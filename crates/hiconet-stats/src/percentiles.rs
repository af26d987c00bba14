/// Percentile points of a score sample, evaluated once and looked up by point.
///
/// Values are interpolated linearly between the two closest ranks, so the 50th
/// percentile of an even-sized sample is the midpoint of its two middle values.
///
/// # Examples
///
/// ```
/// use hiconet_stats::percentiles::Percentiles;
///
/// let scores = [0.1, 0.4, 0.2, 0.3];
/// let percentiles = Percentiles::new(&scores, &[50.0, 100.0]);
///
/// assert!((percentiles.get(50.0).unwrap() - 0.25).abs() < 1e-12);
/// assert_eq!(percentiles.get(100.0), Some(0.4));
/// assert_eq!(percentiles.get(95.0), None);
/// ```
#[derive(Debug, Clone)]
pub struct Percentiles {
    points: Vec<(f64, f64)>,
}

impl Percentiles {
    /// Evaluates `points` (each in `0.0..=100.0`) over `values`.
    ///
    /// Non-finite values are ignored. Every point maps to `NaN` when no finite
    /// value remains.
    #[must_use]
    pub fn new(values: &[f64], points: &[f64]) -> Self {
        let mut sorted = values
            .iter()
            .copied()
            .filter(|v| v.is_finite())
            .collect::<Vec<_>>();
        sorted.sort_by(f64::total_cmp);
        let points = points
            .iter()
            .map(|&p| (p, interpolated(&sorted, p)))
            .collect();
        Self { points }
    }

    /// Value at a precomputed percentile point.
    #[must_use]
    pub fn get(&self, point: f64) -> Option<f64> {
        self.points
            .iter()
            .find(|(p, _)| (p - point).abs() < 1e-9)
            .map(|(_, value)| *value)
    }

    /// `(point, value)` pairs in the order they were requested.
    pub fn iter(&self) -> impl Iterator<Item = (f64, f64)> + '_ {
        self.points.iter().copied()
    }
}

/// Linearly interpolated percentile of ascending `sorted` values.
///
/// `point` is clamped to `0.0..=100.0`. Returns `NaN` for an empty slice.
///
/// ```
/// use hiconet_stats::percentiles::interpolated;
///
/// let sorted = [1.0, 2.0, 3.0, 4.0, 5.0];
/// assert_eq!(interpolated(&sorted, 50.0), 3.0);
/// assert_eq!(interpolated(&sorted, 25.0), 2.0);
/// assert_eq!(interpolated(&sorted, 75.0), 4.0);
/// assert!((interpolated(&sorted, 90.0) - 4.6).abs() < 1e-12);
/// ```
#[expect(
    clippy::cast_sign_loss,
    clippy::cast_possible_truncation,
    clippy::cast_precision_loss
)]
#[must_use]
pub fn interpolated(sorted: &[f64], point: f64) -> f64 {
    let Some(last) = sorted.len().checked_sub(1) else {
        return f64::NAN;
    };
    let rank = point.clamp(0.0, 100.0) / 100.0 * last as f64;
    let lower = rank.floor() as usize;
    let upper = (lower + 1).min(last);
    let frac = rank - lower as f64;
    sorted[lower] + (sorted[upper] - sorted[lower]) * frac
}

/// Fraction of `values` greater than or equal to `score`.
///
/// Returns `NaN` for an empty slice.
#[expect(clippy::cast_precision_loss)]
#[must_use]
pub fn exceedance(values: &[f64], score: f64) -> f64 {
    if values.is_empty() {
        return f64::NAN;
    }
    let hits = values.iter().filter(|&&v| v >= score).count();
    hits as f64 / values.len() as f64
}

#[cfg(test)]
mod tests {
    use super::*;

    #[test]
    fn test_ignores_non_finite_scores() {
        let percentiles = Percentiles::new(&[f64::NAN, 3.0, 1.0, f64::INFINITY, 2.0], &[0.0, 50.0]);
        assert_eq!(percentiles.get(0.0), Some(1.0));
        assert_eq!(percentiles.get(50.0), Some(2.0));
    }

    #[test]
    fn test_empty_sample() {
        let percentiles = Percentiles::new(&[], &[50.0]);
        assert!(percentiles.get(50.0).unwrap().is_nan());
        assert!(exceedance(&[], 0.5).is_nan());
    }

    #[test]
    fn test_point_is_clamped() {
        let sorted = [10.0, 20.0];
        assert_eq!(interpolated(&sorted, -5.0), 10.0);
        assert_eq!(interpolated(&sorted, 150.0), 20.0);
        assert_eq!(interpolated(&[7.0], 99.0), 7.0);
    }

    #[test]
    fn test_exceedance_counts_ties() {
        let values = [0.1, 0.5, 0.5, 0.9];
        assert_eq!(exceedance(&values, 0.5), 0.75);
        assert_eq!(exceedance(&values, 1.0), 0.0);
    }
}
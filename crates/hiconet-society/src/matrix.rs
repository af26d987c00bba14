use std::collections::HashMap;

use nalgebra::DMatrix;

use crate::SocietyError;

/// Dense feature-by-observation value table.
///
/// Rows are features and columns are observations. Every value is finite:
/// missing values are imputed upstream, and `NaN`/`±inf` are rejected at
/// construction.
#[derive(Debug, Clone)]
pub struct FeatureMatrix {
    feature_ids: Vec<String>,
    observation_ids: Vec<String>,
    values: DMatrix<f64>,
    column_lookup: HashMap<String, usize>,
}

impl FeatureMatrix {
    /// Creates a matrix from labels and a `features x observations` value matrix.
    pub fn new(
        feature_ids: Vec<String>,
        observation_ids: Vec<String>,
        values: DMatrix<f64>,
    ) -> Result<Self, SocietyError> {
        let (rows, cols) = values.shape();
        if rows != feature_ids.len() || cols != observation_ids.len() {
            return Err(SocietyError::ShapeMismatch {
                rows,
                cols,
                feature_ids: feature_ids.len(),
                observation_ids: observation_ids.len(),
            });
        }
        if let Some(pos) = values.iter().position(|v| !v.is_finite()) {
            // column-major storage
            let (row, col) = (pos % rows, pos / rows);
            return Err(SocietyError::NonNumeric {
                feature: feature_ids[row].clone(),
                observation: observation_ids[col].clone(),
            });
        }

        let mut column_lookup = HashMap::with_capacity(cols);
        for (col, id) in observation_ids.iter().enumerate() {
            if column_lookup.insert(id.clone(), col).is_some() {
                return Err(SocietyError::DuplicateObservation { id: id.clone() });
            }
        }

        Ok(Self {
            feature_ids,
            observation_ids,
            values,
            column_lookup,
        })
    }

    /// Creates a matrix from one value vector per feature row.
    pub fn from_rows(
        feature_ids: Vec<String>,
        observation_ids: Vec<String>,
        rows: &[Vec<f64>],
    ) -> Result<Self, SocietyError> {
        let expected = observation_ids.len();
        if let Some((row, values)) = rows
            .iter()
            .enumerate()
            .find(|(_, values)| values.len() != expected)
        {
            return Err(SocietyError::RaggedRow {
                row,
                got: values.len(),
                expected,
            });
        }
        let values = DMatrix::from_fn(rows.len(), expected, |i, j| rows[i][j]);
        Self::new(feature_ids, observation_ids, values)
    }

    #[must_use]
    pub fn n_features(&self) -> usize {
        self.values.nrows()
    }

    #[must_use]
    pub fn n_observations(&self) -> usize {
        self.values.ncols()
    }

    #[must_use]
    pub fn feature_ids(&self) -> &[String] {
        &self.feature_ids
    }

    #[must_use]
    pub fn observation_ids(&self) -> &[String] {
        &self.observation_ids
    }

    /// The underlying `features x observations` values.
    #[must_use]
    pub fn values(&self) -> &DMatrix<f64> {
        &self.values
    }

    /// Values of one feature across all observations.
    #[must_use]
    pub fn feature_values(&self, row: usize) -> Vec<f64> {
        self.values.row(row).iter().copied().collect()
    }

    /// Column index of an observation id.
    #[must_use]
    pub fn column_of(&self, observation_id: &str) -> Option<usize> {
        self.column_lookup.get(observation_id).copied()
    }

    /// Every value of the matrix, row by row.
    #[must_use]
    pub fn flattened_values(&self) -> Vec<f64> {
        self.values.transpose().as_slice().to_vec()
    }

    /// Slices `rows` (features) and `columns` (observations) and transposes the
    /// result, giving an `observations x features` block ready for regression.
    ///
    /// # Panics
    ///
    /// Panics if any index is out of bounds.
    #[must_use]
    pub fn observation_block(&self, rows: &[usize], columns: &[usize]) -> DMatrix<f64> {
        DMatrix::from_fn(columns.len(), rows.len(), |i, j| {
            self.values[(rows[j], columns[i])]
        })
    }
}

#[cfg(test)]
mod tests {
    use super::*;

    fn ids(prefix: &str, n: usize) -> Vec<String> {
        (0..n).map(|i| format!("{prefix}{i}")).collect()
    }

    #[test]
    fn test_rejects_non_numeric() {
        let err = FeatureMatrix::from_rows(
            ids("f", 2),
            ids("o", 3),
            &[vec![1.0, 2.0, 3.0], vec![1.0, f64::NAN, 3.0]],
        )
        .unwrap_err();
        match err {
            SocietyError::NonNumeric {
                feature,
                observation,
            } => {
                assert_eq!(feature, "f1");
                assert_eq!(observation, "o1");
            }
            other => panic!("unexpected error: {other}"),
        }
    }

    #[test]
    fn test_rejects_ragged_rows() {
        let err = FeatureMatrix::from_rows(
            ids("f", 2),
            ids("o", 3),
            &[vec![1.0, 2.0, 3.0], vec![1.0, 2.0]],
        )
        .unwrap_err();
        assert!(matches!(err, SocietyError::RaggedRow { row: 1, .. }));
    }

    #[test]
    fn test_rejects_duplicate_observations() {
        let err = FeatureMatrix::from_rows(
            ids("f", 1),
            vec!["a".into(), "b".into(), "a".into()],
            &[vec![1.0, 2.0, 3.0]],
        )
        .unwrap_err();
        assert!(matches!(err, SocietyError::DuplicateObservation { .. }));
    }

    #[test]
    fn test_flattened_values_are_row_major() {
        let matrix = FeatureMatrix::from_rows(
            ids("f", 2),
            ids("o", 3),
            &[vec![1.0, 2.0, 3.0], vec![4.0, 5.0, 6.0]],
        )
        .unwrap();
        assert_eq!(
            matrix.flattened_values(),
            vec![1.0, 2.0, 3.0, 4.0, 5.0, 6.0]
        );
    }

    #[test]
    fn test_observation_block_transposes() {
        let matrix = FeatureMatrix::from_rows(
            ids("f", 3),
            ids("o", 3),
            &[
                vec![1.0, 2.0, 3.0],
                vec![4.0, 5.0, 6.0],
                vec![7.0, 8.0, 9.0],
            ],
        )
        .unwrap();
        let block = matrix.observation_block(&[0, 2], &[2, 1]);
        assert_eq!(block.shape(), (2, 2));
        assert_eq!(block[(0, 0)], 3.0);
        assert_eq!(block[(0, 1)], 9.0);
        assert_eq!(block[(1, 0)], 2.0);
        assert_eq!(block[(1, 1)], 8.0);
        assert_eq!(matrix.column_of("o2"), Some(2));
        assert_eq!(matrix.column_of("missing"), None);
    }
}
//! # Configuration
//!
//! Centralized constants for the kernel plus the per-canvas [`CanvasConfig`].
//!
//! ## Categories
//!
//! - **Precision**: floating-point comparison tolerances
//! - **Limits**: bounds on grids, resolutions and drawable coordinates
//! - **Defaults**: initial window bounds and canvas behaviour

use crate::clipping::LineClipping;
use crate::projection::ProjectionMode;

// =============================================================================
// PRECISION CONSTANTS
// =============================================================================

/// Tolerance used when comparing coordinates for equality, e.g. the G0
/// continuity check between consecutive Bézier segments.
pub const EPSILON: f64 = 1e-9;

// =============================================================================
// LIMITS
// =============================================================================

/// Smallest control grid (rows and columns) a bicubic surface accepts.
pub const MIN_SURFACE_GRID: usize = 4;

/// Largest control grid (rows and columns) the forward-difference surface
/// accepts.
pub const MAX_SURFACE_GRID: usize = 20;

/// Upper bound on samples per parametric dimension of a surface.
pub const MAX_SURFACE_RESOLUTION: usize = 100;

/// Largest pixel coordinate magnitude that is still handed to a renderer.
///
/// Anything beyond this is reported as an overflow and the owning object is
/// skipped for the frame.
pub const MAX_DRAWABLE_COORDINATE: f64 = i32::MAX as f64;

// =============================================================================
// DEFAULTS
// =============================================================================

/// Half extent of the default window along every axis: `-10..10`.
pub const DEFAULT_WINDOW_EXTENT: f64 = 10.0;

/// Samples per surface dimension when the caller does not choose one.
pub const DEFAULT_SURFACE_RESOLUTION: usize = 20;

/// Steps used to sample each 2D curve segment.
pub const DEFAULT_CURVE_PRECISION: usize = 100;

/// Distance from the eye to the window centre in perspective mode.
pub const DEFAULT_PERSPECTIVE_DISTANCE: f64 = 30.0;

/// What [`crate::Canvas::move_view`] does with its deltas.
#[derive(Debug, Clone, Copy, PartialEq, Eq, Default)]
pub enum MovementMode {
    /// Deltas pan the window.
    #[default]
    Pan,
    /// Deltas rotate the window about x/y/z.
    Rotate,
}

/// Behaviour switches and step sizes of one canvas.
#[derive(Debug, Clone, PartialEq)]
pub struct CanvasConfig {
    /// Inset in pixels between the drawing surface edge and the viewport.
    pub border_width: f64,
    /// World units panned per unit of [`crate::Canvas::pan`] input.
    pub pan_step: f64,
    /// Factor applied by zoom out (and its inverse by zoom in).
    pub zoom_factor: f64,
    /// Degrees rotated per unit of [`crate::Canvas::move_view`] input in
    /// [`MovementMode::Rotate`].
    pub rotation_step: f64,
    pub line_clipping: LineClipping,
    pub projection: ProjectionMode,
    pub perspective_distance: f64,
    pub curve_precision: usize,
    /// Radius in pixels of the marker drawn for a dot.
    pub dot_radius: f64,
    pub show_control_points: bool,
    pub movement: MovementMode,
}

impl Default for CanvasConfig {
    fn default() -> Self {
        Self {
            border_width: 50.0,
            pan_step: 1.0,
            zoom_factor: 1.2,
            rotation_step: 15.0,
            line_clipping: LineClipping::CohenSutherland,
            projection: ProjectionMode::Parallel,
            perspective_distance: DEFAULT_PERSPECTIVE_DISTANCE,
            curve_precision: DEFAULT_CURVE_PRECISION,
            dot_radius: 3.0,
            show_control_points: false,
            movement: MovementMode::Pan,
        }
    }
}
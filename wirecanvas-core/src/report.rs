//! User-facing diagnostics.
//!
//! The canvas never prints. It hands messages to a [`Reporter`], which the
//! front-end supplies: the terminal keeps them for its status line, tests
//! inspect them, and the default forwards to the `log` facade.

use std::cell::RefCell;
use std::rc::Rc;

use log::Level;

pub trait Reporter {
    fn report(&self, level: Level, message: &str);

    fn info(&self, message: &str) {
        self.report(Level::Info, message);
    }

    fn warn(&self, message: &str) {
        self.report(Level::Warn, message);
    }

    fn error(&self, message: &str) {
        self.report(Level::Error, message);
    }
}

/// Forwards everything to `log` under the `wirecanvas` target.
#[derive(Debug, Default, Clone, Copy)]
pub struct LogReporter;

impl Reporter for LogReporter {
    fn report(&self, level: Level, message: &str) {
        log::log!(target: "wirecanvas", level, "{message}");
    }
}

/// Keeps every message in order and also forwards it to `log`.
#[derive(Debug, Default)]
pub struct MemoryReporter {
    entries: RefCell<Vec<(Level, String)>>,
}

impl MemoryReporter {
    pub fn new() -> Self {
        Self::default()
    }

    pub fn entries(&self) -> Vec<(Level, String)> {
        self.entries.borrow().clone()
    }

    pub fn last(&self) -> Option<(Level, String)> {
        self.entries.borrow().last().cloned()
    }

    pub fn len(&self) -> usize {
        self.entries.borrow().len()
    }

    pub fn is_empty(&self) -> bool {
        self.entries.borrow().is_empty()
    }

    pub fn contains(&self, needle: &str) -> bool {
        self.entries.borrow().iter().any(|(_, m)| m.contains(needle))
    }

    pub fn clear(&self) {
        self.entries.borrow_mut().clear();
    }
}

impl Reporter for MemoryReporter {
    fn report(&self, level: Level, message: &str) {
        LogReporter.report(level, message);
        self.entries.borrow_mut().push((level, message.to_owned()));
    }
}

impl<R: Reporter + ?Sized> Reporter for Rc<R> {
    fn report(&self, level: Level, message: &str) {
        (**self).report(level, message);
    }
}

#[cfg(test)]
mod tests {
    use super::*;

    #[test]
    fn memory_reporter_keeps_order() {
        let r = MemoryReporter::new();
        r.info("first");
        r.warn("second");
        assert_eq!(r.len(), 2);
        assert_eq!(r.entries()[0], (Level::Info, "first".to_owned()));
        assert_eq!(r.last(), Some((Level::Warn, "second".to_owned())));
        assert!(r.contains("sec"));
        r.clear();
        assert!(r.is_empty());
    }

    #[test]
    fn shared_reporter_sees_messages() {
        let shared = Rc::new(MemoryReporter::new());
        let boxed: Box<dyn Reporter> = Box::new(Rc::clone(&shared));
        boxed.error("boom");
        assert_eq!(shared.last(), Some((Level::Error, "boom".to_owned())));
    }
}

──────────

▸ **Brief**
The answer must be every line of the records that holds the string "RefCell".

▸ **Written solution**
use std::cell::RefCell;
    entries: RefCell<Vec<(Level, String)>>,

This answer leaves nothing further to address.